READER (AND KNOXVILLE EXPATRIATE) KEITH SPURGEON writes from New York with news of a Jon Stewart / Susan Sarandon faceoff over terrorism:

The activist actress urged Americans to try to learn what is behind the hate that leads to terrorist acts.

“When you have a guy who thinks the best act is to blow himself up, along with others, you have to ask, ‘What leads to that?'” she asked. “And is the response more violence? A cowboy shoot-’em-up?”

Stewart immediately retorted: “Getting us to understand that is like asking black people to understand why the Klan puts on pointy white hats.” He then called Sarandon a “pinko.”

Affectionately.
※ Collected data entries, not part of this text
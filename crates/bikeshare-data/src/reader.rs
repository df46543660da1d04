//! CSV loading for the bikeshare explorer.
//!
//! Resolves a [`City`] to its backing file under the data directory and
//! converts every row into a [`TripRecord`].

use std::fs::File;
use std::io::{BufReader, Read};
use std::path::Path;

use bikeshare_core::models::{City, ColumnSet, FilterSelection, TripRecord};
use bikeshare_core::time_utils::parse_trip_time;
use bikeshare_core::{BikeshareError, Result};
use serde::Deserialize;
use tracing::{debug, info, warn};

use crate::table::TripTable;

/// Columns every city file must carry.
pub const REQUIRED_COLUMNS: [&str; 5] = [
    "Start Time",
    "End Time",
    "Trip Duration",
    "Start Station",
    "End Station",
];

/// One CSV row as it appears on disk. Empty optional cells become `None`.
#[derive(Debug, Deserialize)]
struct RawTrip {
    #[serde(rename = "Start Time")]
    start_time: String,
    #[serde(rename = "End Time", default)]
    end_time: Option<String>,
    #[serde(rename = "Trip Duration")]
    trip_duration: f64,
    #[serde(rename = "Start Station")]
    start_station: String,
    #[serde(rename = "End Station")]
    end_station: String,
    #[serde(rename = "User Type", default)]
    user_type: Option<String>,
    #[serde(rename = "Gender", default)]
    gender: Option<String>,
    #[serde(rename = "Birth Year", default, deserialize_with = "csv::invalid_option")]
    birth_year: Option<f64>,
}

impl RawTrip {
    fn into_record(self, row_id: usize) -> Result<TripRecord> {
        let start_time =
            parse_trip_time(&self.start_time).ok_or_else(|| BikeshareError::TimestampParse {
                row: row_id,
                value: self.start_time.clone(),
            })?;
        let end_time = self.end_time.as_deref().and_then(parse_trip_time);

        Ok(TripRecord {
            row_id,
            start_time,
            end_time,
            trip_duration: self.trip_duration,
            start_station: self.start_station,
            end_station: self.end_station,
            user_type: non_blank(self.user_type),
            gender: non_blank(self.gender),
            birth_year: self
                .birth_year
                .filter(|y| y.is_finite())
                .map(|y| y.trunc() as i32),
        })
    }
}

// ── Public API ────────────────────────────────────────────────────────────────

/// Read and filter the dataset for `selection.city`.
pub fn load_data(data_dir: &Path, selection: &FilterSelection) -> Result<TripTable> {
    let table = load_city(data_dir, selection.city)?;
    let total = table.len();
    let filtered = table.into_filtered(selection);

    info!(
        "Loaded {} trips for {}, {} match {}",
        total,
        filtered.city(),
        filtered.len(),
        selection
    );

    Ok(filtered)
}

/// Read every trip for `city` from `<data_dir>/<city file>`.
pub fn load_city(data_dir: &Path, city: City) -> Result<TripTable> {
    let path = data_dir.join(city.file_name());
    let file = File::open(&path).map_err(|source| BikeshareError::FileRead {
        path: path.clone(),
        source,
    })?;
    read_trips(BufReader::new(file), &path, city)
}

/// Parse trips from any CSV source. `path` is only used in error messages.
pub fn read_trips<R: Read>(source: R, path: &Path, city: City) -> Result<TripTable> {
    let mut reader = csv::ReaderBuilder::new()
        .trim(csv::Trim::Headers)
        .from_reader(source);

    let headers = reader.headers()?.clone();
    if let Some(missing) = REQUIRED_COLUMNS
        .iter()
        .find(|col| !headers.iter().any(|h| h == **col))
    {
        return Err(BikeshareError::MissingColumn {
            path: path.to_path_buf(),
            column: (*missing).to_string(),
        });
    }
    let columns = ColumnSet::from_headers(headers.iter());

    let mut records = Vec::new();
    for (row_id, row) in reader.deserialize::<RawTrip>().enumerate() {
        records.push(row?.into_record(row_id)?);
    }

    debug!(
        "File {}: {} rows, columns {:?}",
        path.display(),
        records.len(),
        columns
    );

    Ok(TripTable::new(city, columns, records))
}

/// Cities whose CSV file is not present under `data_dir`.
pub fn check_data_dir(data_dir: &Path) -> Vec<City> {
    let missing: Vec<City> = City::ALL
        .into_iter()
        .filter(|city| !data_dir.join(city.file_name()).is_file())
        .collect();

    for city in &missing {
        warn!(
            "Data file for {} not found: {}",
            city,
            data_dir.join(city.file_name()).display()
        );
    }

    missing
}

fn non_blank(value: Option<String>) -> Option<String> {
    value.filter(|v| !v.trim().is_empty())
}

// ── Tests ─────────────────────────────────────────────────────────────────────

#[cfg(test)]
mod tests {
    use super::*;
    use bikeshare_core::models::{DayFilter, MonthFilter, OptionalColumn};
    use chrono::{Month, Weekday};
    use std::path::PathBuf;
    use tempfile::TempDir;

    const CHICAGO: &str = "\
,Start Time,End Time,Trip Duration,Start Station,End Station,User Type,Gender,Birth Year
1423854,2017-06-23 15:09:32,2017-06-23 15:14:53,321,Wood St & Hubbard St,Damen Ave & Chicago Ave,Subscriber,Male,1992.0
955915,2017-05-25 18:19:03,2017-05-25 18:45:53,1610,Theater on the Lake,Sheffield Ave & Waveland Ave,Subscriber,Female,1992.0
9031,2017-01-04 08:27:49,2017-01-04 08:34:45,416,May St & Taylor St,Wood St & Taylor St,Subscriber,Male,1981.0
304487,2017-03-06 13:49:38,2017-03-06 13:55:28,350,Christiana Ave & Lawrence Ave,St. Louis Ave & Balmoral Ave,Customer,,
";

    const WASHINGTON: &str = "\
,Start Time,End Time,Trip Duration,Start Station,End Station,User Type
1621326,2017-06-21 08:36:34,2017-06-21 08:44:43,489.066,14th & Belmont St NW,15th & K St NW,Subscriber
482740,2017-03-11 10:40:00,2017-03-11 10:46:00,402.549,Yuma St & Tenley Circle NW,Connecticut Ave & Yuma St NW,Subscriber
";

    fn parse(csv: &str, city: City) -> Result<TripTable> {
        read_trips(csv.as_bytes(), &PathBuf::from("test.csv"), city)
    }

    #[test]
    fn test_read_full_city() {
        let table = parse(CHICAGO, City::Chicago).unwrap();
        assert_eq!(table.len(), 4);
        assert_eq!(table.city(), City::Chicago);
        for column in OptionalColumn::ALL {
            assert!(table.availability(column).is_present(), "{}", column.header());
        }

        let first = &table.records()[0];
        assert_eq!(first.row_id, 0);
        assert_eq!(first.trip_duration, 321.0);
        assert_eq!(first.start_station, "Wood St & Hubbard St");
        assert_eq!(first.user_type.as_deref(), Some("Subscriber"));
        assert_eq!(first.gender.as_deref(), Some("Male"));
        assert_eq!(first.birth_year, Some(1992));
        assert_eq!(first.month(), 6);
        assert_eq!(first.weekday(), Weekday::Fri);
        assert_eq!(first.hour(), 15);
        assert!(first.end_time.is_some());
    }

    #[test]
    fn test_blank_optional_cells_are_absent() {
        let table = parse(CHICAGO, City::Chicago).unwrap();
        let last = &table.records()[3];
        assert_eq!(last.user_type.as_deref(), Some("Customer"));
        assert!(last.gender.is_none());
        assert!(last.birth_year.is_none());
    }

    #[test]
    fn test_read_city_without_gender_or_birth_year() {
        let table = parse(WASHINGTON, City::Washington).unwrap();
        assert_eq!(table.len(), 2);
        assert!(table.availability(OptionalColumn::UserType).is_present());
        assert!(!table.availability(OptionalColumn::Gender).is_present());
        assert!(!table.availability(OptionalColumn::BirthYear).is_present());
        assert!((table.records()[0].trip_duration - 489.066).abs() < 1e-9);
        assert!(table.records().iter().all(|r| r.gender.is_none()));
    }

    #[test]
    fn test_padded_headers_are_trimmed() {
        let csv = " Start Time , End Time ,Trip Duration,Start Station,End Station\n\
                   2017-01-02 09:00:00,2017-01-02 09:10:00,600,A,B\n";
        let table = parse(csv, City::Chicago).unwrap();
        assert_eq!(table.len(), 1);
    }

    #[test]
    fn test_missing_required_column() {
        let csv = "Start Time,End Time,Trip Duration,End Station\n\
                   2017-01-02 09:00:00,2017-01-02 09:10:00,600,B\n";
        let err = parse(csv, City::Chicago).unwrap_err();
        match err {
            BikeshareError::MissingColumn { column, .. } => assert_eq!(column, "Start Station"),
            other => panic!("unexpected error: {other}"),
        }
    }

    #[test]
    fn test_bad_timestamp_reports_row() {
        let csv = "Start Time,End Time,Trip Duration,Start Station,End Station\n\
                   2017-01-02 09:00:00,,600,A,B\n\
                   sometime,,600,A,B\n";
        let err = parse(csv, City::Chicago).unwrap_err();
        match err {
            BikeshareError::TimestampParse { row, value } => {
                assert_eq!(row, 1);
                assert_eq!(value, "sometime");
            }
            other => panic!("unexpected error: {other}"),
        }
    }

    #[test]
    fn test_non_numeric_duration_is_csv_error() {
        let csv = "Start Time,End Time,Trip Duration,Start Station,End Station\n\
                   2017-01-02 09:00:00,,long,A,B\n";
        let err = parse(csv, City::Chicago).unwrap_err();
        assert!(matches!(err, BikeshareError::Csv(_)));
    }

    #[test]
    fn test_missing_end_time_cell_is_tolerated() {
        let csv = "Start Time,End Time,Trip Duration,Start Station,End Station\n\
                   2017-01-02 09:00:00,,600,A,B\n";
        let table = parse(csv, City::Chicago).unwrap();
        assert!(table.records()[0].end_time.is_none());
    }

    #[test]
    fn test_load_city_missing_file() {
        let tmp = TempDir::new().expect("tempdir");
        let err = load_city(tmp.path(), City::NewYorkCity).unwrap_err();
        match err {
            BikeshareError::FileRead { path, .. } => {
                assert_eq!(path, tmp.path().join("new_york_city.csv"));
            }
            other => panic!("unexpected error: {other}"),
        }
    }

    #[test]
    fn test_load_data_applies_filters() {
        let tmp = TempDir::new().expect("tempdir");
        std::fs::write(tmp.path().join("chicago.csv"), CHICAGO).expect("write csv");

        let selection = FilterSelection::new(
            City::Chicago,
            MonthFilter::Only(Month::June),
            DayFilter::Only(Weekday::Fri),
        );
        let table = load_data(tmp.path(), &selection).unwrap();
        assert_eq!(table.len(), 1);
        assert_eq!(table.records()[0].row_id, 0);
    }

    #[test]
    fn test_check_data_dir_lists_missing_files() {
        let tmp = TempDir::new().expect("tempdir");
        std::fs::write(tmp.path().join("chicago.csv"), CHICAGO).expect("write csv");

        let missing = check_data_dir(tmp.path());
        assert_eq!(missing, vec![City::NewYorkCity, City::Washington]);
    }
}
We think.

Sarandon, however, pressed on: “America is the greatest country, with a tradition of dissent.” Still, Gore Vidal had trouble publishing leftist views in the current superpatriotic climate, she observed.

“He’s out walking around,” said Stewart. “He’s not in jail.”

Personally, whenever people use the terms “superpatriotic” and “cowboy” in discussing American policy, I figure they’ve just stepped out of a time-warp from 1969. Except that some people are the time warp: for them, it’ll always be 1969.

And why is it that among the entertainment crew it’s the comics who are disproportionately making sense on this stuff? Is it because they’re the only ones whose jobs allow them to tell the truth?